Pourtant, son quotidien a priori tranquille et banal, sur ce petit bout de terre entouré par les eaux, risque fort de basculer complètement. Tombant sur un téléphone portable abandonné qui se met soudainement à sonner près d'elle au lycée, elle l'ignore. Mais quand elle retrouve exactement le même téléphone, un peu plus tard sur la route pour rentrer chez elle, elle finit par décrocher. A l'autre bout du fil, un mystérieux interlocuteur qui lui demande de venir rendre son téléphone dans un sanctuaire. Mais une fois sur place, c'est une vision d'effroi qui attend l'adolescente : dans un coin, un homme semble sur le point de se débarrasser d'un cadavre... qui lui ressemble comme deux gouttes d'eau. Quant à la voix du téléphone, elle finit vite par avouer une vérité inimaginable : des êtres de fer, petit à petit, remplacent les habitants en les tuant et en reproduisant exactement leur physique ! Ainsi, près d'un dixième de la population de l'île aurait déjà été remplacé, sans que personne ne remarque quoi que ce soit.
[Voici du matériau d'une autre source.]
//! Tunable registry rules.

use serde::{Deserialize, Serialize};

/// Extensions are accepted only when the current end date falls within
/// this many months of today.
pub const DEFAULT_EXTENSION_WINDOW_MONTHS: u32 = 3;

/// Rules applied by the [`ContractRegistry`](crate::ContractRegistry).
#[derive(Debug, Clone, Copy, PartialEq, Eq, Serialize, Deserialize)]
#[serde(default)]
pub struct RegistryPolicy {
    /// Length of the extension window, in calendar months.
    pub extension_window_months: u32,
}

impl Default for RegistryPolicy {
    fn default() -> Self {
        Self {
            extension_window_months: DEFAULT_EXTENSION_WINDOW_MONTHS,
        }
    }
}

#[cfg(test)]
mod tests {
    use super::*;

    #[test]
    fn missing_keys_take_defaults() {
        let policy: RegistryPolicy = serde_json::from_str("{}").unwrap();
        assert_eq!(policy.extension_window_months, 3);
    }
}
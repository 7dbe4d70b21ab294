// ---------------------------------------------------------------------------
// SaveError: errors from reading and writing persisted plugin state
// ---------------------------------------------------------------------------

use std::fmt;

/// Errors that can occur while persisting settings or save metadata.
#[derive(Debug)]
pub enum SaveError {
    /// I/O error (permission denied, disk full, etc.)
    Io(std::io::Error),
    /// Bitcode decoding failed (corrupt or foreign payload).
    Decode(String),
    /// The file does not start with the expected magic bytes.
    BadMagic,
    /// The file ends before the header or the payload it announces.
    Truncated { len: usize, need: usize },
    /// File written by a newer build.
    VersionMismatch { expected_max: u32, found: u32 },
    /// Payload bytes do not hash to the stored checksum.
    ChecksumMismatch { expected: u32, found: u32 },
}

impl fmt::Display for SaveError {
    fn fmt(&self, f: &mut fmt::Formatter<'_>) -> fmt::Result {
        match self {
            SaveError::Io(e) => write!(f, "I/O error: {e}"),
            SaveError::Decode(msg) => write!(f, "Decoding error: {msg}"),
            SaveError::BadMagic => write!(f, "Not a settings file: magic bytes missing"),
            SaveError::Truncated { len, need } => {
                write!(f, "File truncated: {len} bytes, need at least {need}")
            }
            SaveError::VersionMismatch {
                expected_max,
                found,
            } => write!(
                f,
                "Version mismatch: file is v{found}, but this build only supports up to v{expected_max}"
            ),
            SaveError::ChecksumMismatch { expected, found } => write!(
                f,
                "Checksum mismatch (expected {expected:#010X}, got {found:#010X})"
            ),
        }
    }
}

impl std::error::Error for SaveError {
    fn source(&self) -> Option<&(dyn std::error::Error + 'static)> {
        match self {
            SaveError::Io(e) => Some(e),
            _ => None,
        }
    }
}

impl From<std::io::Error> for SaveError {
    fn from(e: std::io::Error) -> Self {
        SaveError::Io(e)
    }
}

impl From<bitcode::Error> for SaveError {
    fn from(e: bitcode::Error) -> Self {
        SaveError::Decode(e.to_string())
    }
}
Hélas, comment savoir qui a déjà été remplacé ? A qui notre héroïne peut-elle se fier ? Comment enrayer cette menace ? La jeune fille a à peine l'occasion de s'interroger que déjà, une nouvelle plus terrible encore lui tombe dessus. Une nouvelle qui la concerne directement...


Envie d'un bref manga à tendance horrifique à l'approche d’Halloween ? Les éditions Komikku ont pensé à vous en amenant en France une série en 3 tomes proposant une inquiétante invasion : Tetsumin, une oeuvre d'un auteur pas tout à fait inconnu en France puisqu'il s'agit de Keita Sugahara, qui avait auparavant signé le scénario de Murder Incarnation (série courte elle aussi parue chez Komikku), un titre aux idées intéressantes, mais qui n'avait finalement pas laissé une forte impression. Tetsumin a été prépublié au Japon en 2015-2016 sur le site Web Manga Action de l'éditeur Futabasha.
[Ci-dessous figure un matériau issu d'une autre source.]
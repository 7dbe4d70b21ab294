//! The `CitizenUnit` pool and its owner chains.

mod types;


pub use types::*;

use bevy::prelude::*;

use crate::buffer_handle::BufferHandle;
use crate::error::UnitError;
use crate::owners::RequiredCounts;
use crate::slab::SlabArray;

/// The live unit array plus the generation other plugins key their caches on.
#[derive(Resource, Debug, Clone)]
pub struct CitizenUnits {
    slab: SlabArray<CitizenUnit>,
    generation: u32,
}

impl CitizenUnits {
    pub fn new(capacity: u32) -> Self {
        Self {
            slab: SlabArray::new(capacity),
            generation: 0,
        }
    }

    pub fn slab(&self) -> &SlabArray<CitizenUnit> {
        &self.slab
    }

    pub fn slab_mut(&mut self) -> &mut SlabArray<CitizenUnit> {
        &mut self.slab
    }

    pub fn capacity(&self) -> u32 {
        self.slab.capacity()
    }

    pub fn get(&self, index: u32) -> Option<&CitizenUnit> {
        self.slab.get(index)
    }

    pub fn get_mut(&mut self, index: u32) -> Option<&mut CitizenUnit> {
        self.slab.get_mut(index)
    }

    pub fn handle(&self) -> BufferHandle {
        BufferHandle {
            generation: self.generation,
            capacity: self.slab.capacity(),
        }
    }

    /// Swaps in a new array. Cached references held elsewhere go stale.
    pub fn replace(&mut self, slab: SlabArray<CitizenUnit>) -> SlabArray<CitizenUnit> {
        self.generation = self.generation.wrapping_add(1);
        std::mem::replace(&mut self.slab, slab)
    }

    /// Allocates and links a fresh chain for `owner`.
    ///
    /// Records are laid out home, work, visit, passenger, student. When the
    /// pool runs dry the chain built so far is kept and the shortfall is
    /// reported through [`ChainAllocation`].
    pub fn create_units(&mut self, owner: UnitOwner, counts: &RequiredCounts) -> ChainAllocation {
        let (building, vehicle) = match owner {
            UnitOwner::Building(id) => (id, 0),
            UnitOwner::Vehicle(id) => (0, id),
            UnitOwner::None => (0, 0),
        };
        let mut alloc = ChainAllocation {
            requested: counts.total_records(),
            ..Default::default()
        };
        let mut tail = 0;

        'outer: for (category, records) in counts.records() {
            for _ in 0..records {
                let Some(index) = self.slab.create() else {
                    break 'outer;
                };
                if let Some(unit) = self.slab.get_mut(index) {
                    *unit = CitizenUnit {
                        flags: UNIT_CREATED | category,
                        building,
                        vehicle,
                        ..Default::default()
                    };
                }
                match self.slab.get_mut(tail) {
                    Some(prev) => prev.next_unit = index,
                    None => alloc.head = index,
                }
                tail = index;
                alloc.created += 1;
            }
        }

        if !alloc.is_complete() {
            warn!(
                "{} for {:?}",
                UnitError::PoolExhausted {
                    requested: alloc.requested,
                    created: alloc.created,
                },
                owner
            );
        }
        alloc
    }

    /// Appends one empty record to the chain ending at `tail`.
    pub fn append_unit(&mut self, tail: u32, template: &CitizenUnit) -> Option<u32> {
        let index = self.slab.create()?;
        if let Some(unit) = self.slab.get_mut(index) {
            *unit = CitizenUnit {
                flags: template.flags | UNIT_CREATED,
                building: template.building,
                vehicle: template.vehicle,
                ..Default::default()
            };
        }
        if let Some(prev) = self.slab.get_mut(tail) {
            prev.next_unit = index;
        }
        Some(index)
    }

    /// Indices of the chain starting at `head`, in link order.
    ///
    /// Fails on a link past the end of the array or a chain longer than the
    /// array itself (which can only be a cycle).
    pub fn chain(&self, head: u32) -> Result<Vec<u32>, UnitError> {
        let capacity = self.slab.capacity();
        let mut indices = Vec::new();
        let mut current = head;
        while current != 0 {
            if current >= capacity {
                return Err(UnitError::InvalidIndex {
                    index: current,
                    capacity,
                });
            }
            if indices.len() as u32 >= capacity {
                return Err(UnitError::ChainCycle { head });
            }
            indices.push(current);
            current = self.slab.buffer()[current as usize].next_unit;
        }
        Ok(indices)
    }

    /// Releases every record of the chain starting at `head`.
    pub fn release_chain(&mut self, head: u32) -> Result<u32, UnitError> {
        let indices = self.chain(head)?;
        for &index in &indices {
            if !self.slab.is_free(index) {
                self.slab.release(index);
            }
        }
        Ok(indices.len() as u32)
    }
}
Plutôt rapide, la mise en place du scénario a le mérite de ne pas traîner, mais peut d'abord laisser un peu circonspect sur certains détails qui continuent ensuite de ne pas convaincre sur la longueur. En effet, il y a dans ce début de série certains éléments bizarres qui par la suite ne sont pas vraiment exploités, à commencer par les nombreuses phobies de l'héroïne et par la division de l'île entre côté mer et côté montagne, qui sont complètement oubliées dès que les premières pages sont passées. Peut-être que ces éléments auront un rôle dans les deux tomes suivants, mais en attendant, il est vraiment étrange de ne pas du tout les ré-évoquer pendant le tome. Mais ce sont surtout les premières réactions de Miro qui peuvent peiner à convaincre : elle ne se pose pas de questions sur le fait de retrouver deux fois sur sa route le même téléphone qui sonne, il lui faut un bon moment avant de simplement penser à demander qui il est à l'interlocuteur, elle ne se questionne pas vraiment sur les réactions parfois bizarres de celui-ci... Bref, il y a ainsi quelques petites lacunes qui peuvent empêcher la totale immersion à un lecteur pointilleux.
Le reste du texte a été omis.